I've found that by moving DOWN the page instead of ACROSS when I'm brainstorming/planning a scene it kicks my brain into a different gear altogether.


message 37: by Larry (new)

Larry Moniz (larrymoniz) You have an interesting method and, based on what you say, it's effective for you. Great. That's half the secret of developing a story, at least from my viewpoint. The other half involves someone actually sitting down at the keyboard and forcing themselves to compose a scene/paragraph/chapter/whatever. Once something is down, it's merely polishing that's needed.


message 38: by POW (new)

POW | 43 comments For me, writer's block is like trying to smash open a coconut. If you're not getting into your story, attack it from a slightly different angle, but stick at it and type.
At least that's what I do.
POW


message 39: by Eryn (new)

Eryn Lockhart (ErynLockhart) | 20 comments I don't generally get over writer's block...I work around it. Sometimes, I'm just burned out on a particular story, and anything I write on it until I get that zing back will be sub-standard. So, rather than hack away at pages of prose that I know I'm going to can later, I'll work on a different story.

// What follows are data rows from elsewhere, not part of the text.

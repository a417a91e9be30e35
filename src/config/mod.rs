//! Configuration loading and management
//!
//! Configuration comes from an optional YAML file (path in `DISPATCH_CONFIG`)
//! and is then overridden by environment variables:
//!
//! | Env Var           | Field             | Default                                          |
//! |-------------------|-------------------|--------------------------------------------------|
//! | `HOST`            | `host`            | `0.0.0.0`                                        |
//! | `PORT`            | `port`            | `3001`                                           |
//! | `CORS_ORIGINS`    | `allowed_origins` | `http://localhost:3000,http://localhost:5173`    |
//! | `MONITORING_FEED` | `monitoring`      | `all`                                            |

use crate::core::error::ConfigError;
use crate::core::model::ActorRole;
use axum::http::HeaderValue;
use serde::{Deserialize, Serialize};

/// Origin entry that admits every origin
pub const ANY_ORIGIN: &str = "*";

/// Who receives the fleet-wide monitoring feed
#[derive(Debug, Clone, Copy, PartialEq, Eq, Default, Serialize, Deserialize)]
#[serde(rename_all = "snake_case")]
pub enum MonitoringScope {
    /// Every other open connection
    #[default]
    All,
    /// Only connections that sent `monitor:subscribe`
    Subscribers,
}

/// How identify claims are checked
#[derive(Debug, Clone, Copy, PartialEq, Eq, Default, Serialize, Deserialize)]
#[serde(rename_all = "snake_case")]
pub enum AuthMode {
    /// Accept any claimed actor id
    #[default]
    Trust,
    /// Require a token from `auth.tokens` matching the claim
    StaticTokens,
}

/// A credential issued to one actor
#[derive(Debug, Clone, Serialize, Deserialize)]
pub struct TokenGrant {
    pub token: String,
    pub role: ActorRole,
    pub actor_id: String,
}

#[derive(Debug, Clone, Default, Serialize, Deserialize)]
pub struct AuthConfig {
    #[serde(default)]
    pub mode: AuthMode,

    #[serde(default)]
    pub tokens: Vec<TokenGrant>,
}

/// Complete configuration of the dispatch server
#[derive(Debug, Clone, Serialize, Deserialize)]
pub struct DispatchConfig {
    /// Bind address
    #[serde(default = "default_host")]
    pub host: String,

    /// Bind port
    #[serde(default = "default_port")]
    pub port: u16,

    /// Origins allowed to query the HTTP surface and open a WebSocket
    #[serde(default = "default_origins")]
    pub allowed_origins: Vec<String>,

    /// Capacity of the dispatcher command queue
    #[serde(default = "default_command_buffer")]
    pub command_buffer: usize,

    #[serde(default)]
    pub monitoring: MonitoringScope,

    #[serde(default)]
    pub auth: AuthConfig,
}

fn default_host() -> String {
    "0.0.0.0".to_string()
}

fn default_port() -> u16 {
    3001
}

fn default_origins() -> Vec<String> {
    vec![
        "http://localhost:3000".to_string(),
        "http://localhost:5173".to_string(),
    ]
}

fn default_command_buffer() -> usize {
    1024
}

impl Default for DispatchConfig {
    fn default() -> Self {
        Self {
            host: default_host(),
            port: default_port(),
            allowed_origins: default_origins(),
            command_buffer: default_command_buffer(),
            monitoring: MonitoringScope::default(),
            auth: AuthConfig::default(),
        }
    }
}

impl DispatchConfig {
    /// Load configuration from a YAML file
    pub fn from_yaml_file(path: &str) -> Result<Self, ConfigError> {
        let content = std::fs::read_to_string(path).map_err(|source| ConfigError::Read {
            path: path.to_string(),
            source,
        })?;
        Self::from_yaml_str(&content)
    }

    /// Load configuration from a YAML string
    pub fn from_yaml_str(yaml: &str) -> Result<Self, ConfigError> {
        Ok(serde_yaml::from_str(yaml)?)
    }

    /// Load from `DISPATCH_CONFIG` (if set), apply environment overrides and validate
    pub fn load() -> Result<Self, ConfigError> {
        let mut config = match std::env::var("DISPATCH_CONFIG") {
            Ok(path) => Self::from_yaml_file(&path)?,
            Err(_) => Self::default(),
        };
        config.apply_overrides(|key| std::env::var(key).ok())?;
        config.validate()?;
        Ok(config)
    }

    /// Apply overrides from a key lookup (the process environment in production)
    pub fn apply_overrides<F>(&mut self, lookup: F) -> Result<(), ConfigError>
    where
        F: Fn(&str) -> Option<String>,
    {
        if let Some(host) = lookup("HOST") {
            self.host = host;
        }

        if let Some(port) = lookup("PORT") {
            self.port = port.trim().parse().map_err(|_| ConfigError::InvalidValue {
                key: "PORT",
                message: format!("'{}' is not a valid port", port),
            })?;
        }

        if let Some(origins) = lookup("CORS_ORIGINS") {
            self.allowed_origins = origins
                .split(',')
                .map(|s| s.trim().to_string())
                .filter(|s| !s.is_empty())
                .collect();
        }

        if let Some(scope) = lookup("MONITORING_FEED") {
            self.monitoring = match scope.trim() {
                "all" => MonitoringScope::All,
                "subscribers" => MonitoringScope::Subscribers,
                other => {
                    return Err(ConfigError::InvalidValue {
                        key: "MONITORING_FEED",
                        message: format!("expected 'all' or 'subscribers', got '{}'", other),
                    });
                }
            };
        }

        Ok(())
    }

    /// Check values serde cannot reject on its own
    pub fn validate(&self) -> Result<(), ConfigError> {
        if self.command_buffer == 0 {
            return Err(ConfigError::InvalidValue {
                key: "command_buffer",
                message: "must be greater than zero".to_string(),
            });
        }

        if self.allowed_origins.is_empty() {
            return Err(ConfigError::InvalidValue {
                key: "allowed_origins",
                message: "at least one origin (or \"*\") is required".to_string(),
            });
        }

        for origin in &self.allowed_origins {
            if origin != ANY_ORIGIN && HeaderValue::from_str(origin).is_err() {
                return Err(ConfigError::InvalidOrigin {
                    origin: origin.clone(),
                });
            }
        }

        if self.auth.mode == AuthMode::StaticTokens && self.auth.tokens.is_empty() {
            return Err(ConfigError::InvalidValue {
                key: "auth.tokens",
                message: "static_tokens mode needs at least one token".to_string(),
            });
        }

        Ok(())
    }

    /// `host:port` to bind
    pub fn bind_addr(&self) -> String {
        format!("{}:{}", self.host, self.port)
    }

    pub fn allows_any_origin(&self) -> bool {
        self.allowed_origins.iter().any(|o| o == ANY_ORIGIN)
    }

    /// Whether a browser `Origin` header may open a connection
    pub fn is_origin_allowed(&self, origin: &str) -> bool {
        self.allows_any_origin() || self.allowed_origins.iter().any(|o| o == origin)
    }
}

If writers block hits, I simply move on to a different project.

I may need a break from one story, but I don't need a break from all of them. There's always something I want to write about, and on the days when that doesn't happen to be the manuscript I first open in MS Word, I'll simply pull up the reserves. It's a divide and conquer approach that works for me. Admittedly, one of the main reasons it works is possibly because I'm an independent author. I write stories under my own deadlines, but I get them done just the same :)


message 40: by [deleted user] (last edited Oct 01, 2011 07:38AM) (new)

The way I get over writer's block -- wait until it passes.

Like most others, I have read books on writing and tried what seems like a million different things to get rid of my bouts of writer's block. But, no matter what technique I may try -- writing a little at a time, writing a different story, sitting down and furiously typing something -- the story never turns out right. I end up hating what I wrote, every time.

So, I wait. I go online and do some marketing. I chat with friends. I read a book that isn't mine. I edit over what I have written.

But I don't write anything new, don't push it. And then usually, a few days later, I have a writing bug again. Sometimes, you just can't push it.